Hi all...
Sorry it's been a while since I've been posting like I should. Added to other reasons, now my computer is hosed up until grandson gets the 'parasite' out that has infected it...again!...arrggggg
So I hijacked hubby's to get back in the flow of things on the forum.
I was searching for information while answering someone's questions and came across an amazingly written article on the web site of "Anesthesia & Analgesia" which is part of the International Anesthesia and Research Society. This appears to be a trade group like the AMA. Anyway, the article I found deals with the 'Right' to pain control by the medical profession. It's titled "Pain Management: A Fundamental Human Right". I found it not only informative but encouraging. I will confess I haven't read the entire article....it's very long! But it's well broken down into titled segments so you can read about
those you are most interested in if you choose. Below are highlights from the abstract of the article and a link if you want to check it out.
Hope this helps someone...
Chutz
www.anesthesia-analgesia.org/content/105/1/205.fullAbstract
This article surveys worldwide medical, ethical, and legal trends and initiatives related to the concept of pain management as a human right. This concept recently gained momentum with the 2004 European Federation of International Association for the Study of Pain (IASP) Chapters-, International Association for the Study of Pain- and World Health Organization-sponsored “Global Day Against Pain,” where it was adopted as a central theme. We survey the scope of the problem of unrelieved pain in three areas, acute pain, chronic noncancer pain, and cancer pain, and outline the adverse physical and psychological effects and social and economic costs of untreated pain. Reasons for deficiencies in pain management include cultural, societal, religious, and political attitudes, including acceptance of torture. ...............
We conclude that, because pain management is the subject of many initiatives within the disciplines of medicine, ethics and law, we are at an “inflection point” in which unreasonable failure to treat pain is viewed worldwide as poor medicine, unethical practice, and an abrogation of a fundamental human right.

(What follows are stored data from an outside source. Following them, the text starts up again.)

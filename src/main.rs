use anyhow::{Context, Result};
use clap::{CommandFactory, Parser};
use clap_complete::generate;
use std::io::BufRead;
use std::path::PathBuf;
use std::sync::Arc;
use tracing::{error, info, warn};
use tracing_subscriber::EnvFilter;

use volley::cli::config::Config;
use volley::cli::{parse_output, Cli, Commands, OutputTarget};
use volley::engine::control::{parse_control_command, ControlCommand};
use volley::engine::io_bridge::IoBridge;
use volley::engine::{Engine, EngineHandle};

/// Connections kept per host by the shared HTTP client.
const POOL_SIZE: usize = 512;

fn init_logging(level: &str) {
    let filter = EnvFilter::try_from_default_env()
        .or_else(|_| EnvFilter::try_new(level))
        .unwrap_or_else(|_| EnvFilter::new("info"));
    tracing_subscriber::fmt()
        .with_env_filter(filter)
        .with_writer(std::io::stderr)
        .with_target(false)
        .init();
}

/// Ctrl-C (and SIGTERM on unix) cancel the run. A second Ctrl-C exits at once.
fn spawn_signal_listener(handle: EngineHandle) -> std::io::Result<()> {
    std::thread::Builder::new()
        .name("signals".to_string())
        .spawn(move || {
            let rt = match tokio::runtime::Builder::new_current_thread().enable_all().build() {
                Ok(rt) => rt,
                Err(e) => {
                    error!(error = %e, "Signal listener unavailable");
                    return;
                }
            };
            rt.block_on(async move {
                loop {
                    wait_for_shutdown_signal().await;
                    if handle.is_cancelled() {
                        warn!("Second interrupt, exiting immediately");
                        std::process::exit(130);
                    }
                    handle.cancel();
                }
            });
        })
        .map(|_| ())
}

#[cfg(unix)]
async fn wait_for_shutdown_signal() {
    use tokio::signal::unix::{signal, SignalKind};
    match signal(SignalKind::terminate()) {
        Ok(mut term) => {
            tokio::select! {
                _ = tokio::signal::ctrl_c() => {}
                _ = term.recv() => {}
            }
        }
        Err(_) => {
            let _ = tokio::signal::ctrl_c().await;
        }
    }
}

#[cfg(not(unix))]
async fn wait_for_shutdown_signal() {
    let _ = tokio::signal::ctrl_c().await;
}

fn spawn_command_reader(handle: EngineHandle) -> std::io::Result<()> {
    println!("Interactive mode enabled. Commands: status, stop");
    println!("   Type commands and press Enter.\n");
    std::thread::Builder::new()
        .name("control".to_string())
        .spawn(move || {
            let stdin = std::io::stdin();
            for line in stdin.lock().lines().map_while(Result::ok) {
                if handle.is_finished() {
                    break;
                }
                match parse_control_command(&line) {
                    Some(cmd) => {
                        if let Some(status) = handle.apply(cmd) {
                            println!(
                                "[{:.1}s] stage {} target {} active {}{}",
                                status.elapsed_secs,
                                status.stage + 1,
                                status.target_vus,
                                status.active_vus,
                                if status.draining { " (draining)" } else { "" }
                            );
                        }
                        if cmd == ControlCommand::Stop {
                            break;
                        }
                    }
                    None if !line.trim().is_empty() => println!("Unknown command: {}", line.trim()),
                    None => {}
                }
            }
        })
        .map(|_| ())
}

struct RunArgs {
    config: PathBuf,
    json: bool,
    export_json: Option<PathBuf>,
    out: Option<String>,
    timeout: Option<String>,
    graceful_stop: Option<String>,
    interactive: bool,
}

fn run(args: RunArgs) -> Result<i32> {
    let output = args.out.as_deref().map(parse_output).transpose()?;
    let mut config = Config::load(&args.config)?;
    if args.timeout.is_some() {
        config.timeout = args.timeout;
    }
    if args.graceful_stop.is_some() {
        config.graceful_stop = args.graceful_stop;
    }
    let options = config.engine_options()?;
    let plan = Arc::new(config.plan()?.clone());

    let transport = Arc::new(
        IoBridge::launch(num_cpus::get().max(2), POOL_SIZE)
            .context("failed to start HTTP client")?,
    );
    let engine = Engine::new(options, plan, transport)?;
    let handle = engine.handle();
    spawn_signal_listener(handle.clone())?;
    if args.interactive {
        spawn_command_reader(handle)?;
    }

    let report = engine.run()?;

    if args.json {
        println!("{}", report.to_json());
    } else {
        report.print_summary();
    }
    if let Some(path) = args.export_json {
        std::fs::write(&path, report.to_json())
            .with_context(|| format!("failed to write {}", path.display()))?;
        info!(path = %path.display(), "Report exported");
    }
    if let Some(OutputTarget::Csv(path)) = output {
        match std::fs::write(&path, volley::stats::csv::generate_csv(&report)) {
            Ok(()) => info!(path = %path.display(), "CSV export successful"),
            Err(e) => error!(path = %path.display(), error = %e, "CSV export failed"),
        }
    }
    Ok(report.exit_code())
}

fn main() -> Result<()> {
    let cli = Cli::parse();
    init_logging(&cli.log_level);

    match cli.command {
        Commands::Run {
            config,
            json,
            export_json,
            out,
            timeout,
            graceful_stop,
            interactive,
        } => {
            let code = run(RunArgs {
                config,
                json,
                export_json,
                out,
                timeout,
                graceful_stop,
                interactive,
            })?;
            std::process::exit(code);
        }
        Commands::Init { output } => volley::cli::init::run_init(output.as_deref()),
        Commands::Validate { config } => volley::cli::validate::run_validate(&config),
        Commands::Schema { output } => {
            let schema = schemars::schema_for!(Config);
            let schema_json = serde_json::to_string_pretty(&schema)?;
            if let Some(out_path) = output {
                std::fs::write(&out_path, schema_json)?;
                println!("JSON Schema written to {:?}", out_path);
            } else {
                println!("{}", schema_json);
            }
            Ok(())
        }
        Commands::Completion { shell } => {
            let mut cmd = Cli::command();
            generate(shell, &mut cmd, "volley", &mut std::io::stdout());
            Ok(())
        }
    }
}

On October 16, 1846, at the Massachusetts General Hospital in Boston, the anesthetic effect of ether was first demonstrated to a public audience. Upon hearing the news, Oliver Wendell Holmes, the celebrated writer and physician, triumphantly stated “… the deepest furrow in the knotted brow of agony has been smoothed forever.” Yet 60 yr later, exactly a century ago, in his preface to The Doctor's Dilemma, Shaw wrote: “When doctors write or speak to the public about
operations, they imply that chloroform has made surgery painless. People who have been operated upon know better” (1).
Today at the dawn of the 21st century, the best available evidence indicates a major gap between an increasingly sophisticated understanding of the pathophysiology of pain and widespread inadequacy of its treatment. .........................
Yet the growing number of statements and initiatives on the necessity for pain management issuing from inside and outside the medical community amount to a “call to arms” based upon three propositions. First, pain, whether acute or chronic, is inadequately addressed for a variety of cultural, attitudinal, educational, political, religious, and logistical reasons. Second, inadequately treated pain has major physiological, psychological, economic, and social ramifications for patients, their families, and society. Third, it is within the capacity of all developed and many developing countries to significantly improve the treatment of pain. This review surveys current strategies and initiatives that address the under-treatment of pain from the disciplines of medicine, law, and ethics. We present evidence that medicine is at an inflection point, at which a coherent international consensus is emerging: the unreasonable failure to treat pain is poor medicine, unethical practice, and is an abrogation of a fundamental human right.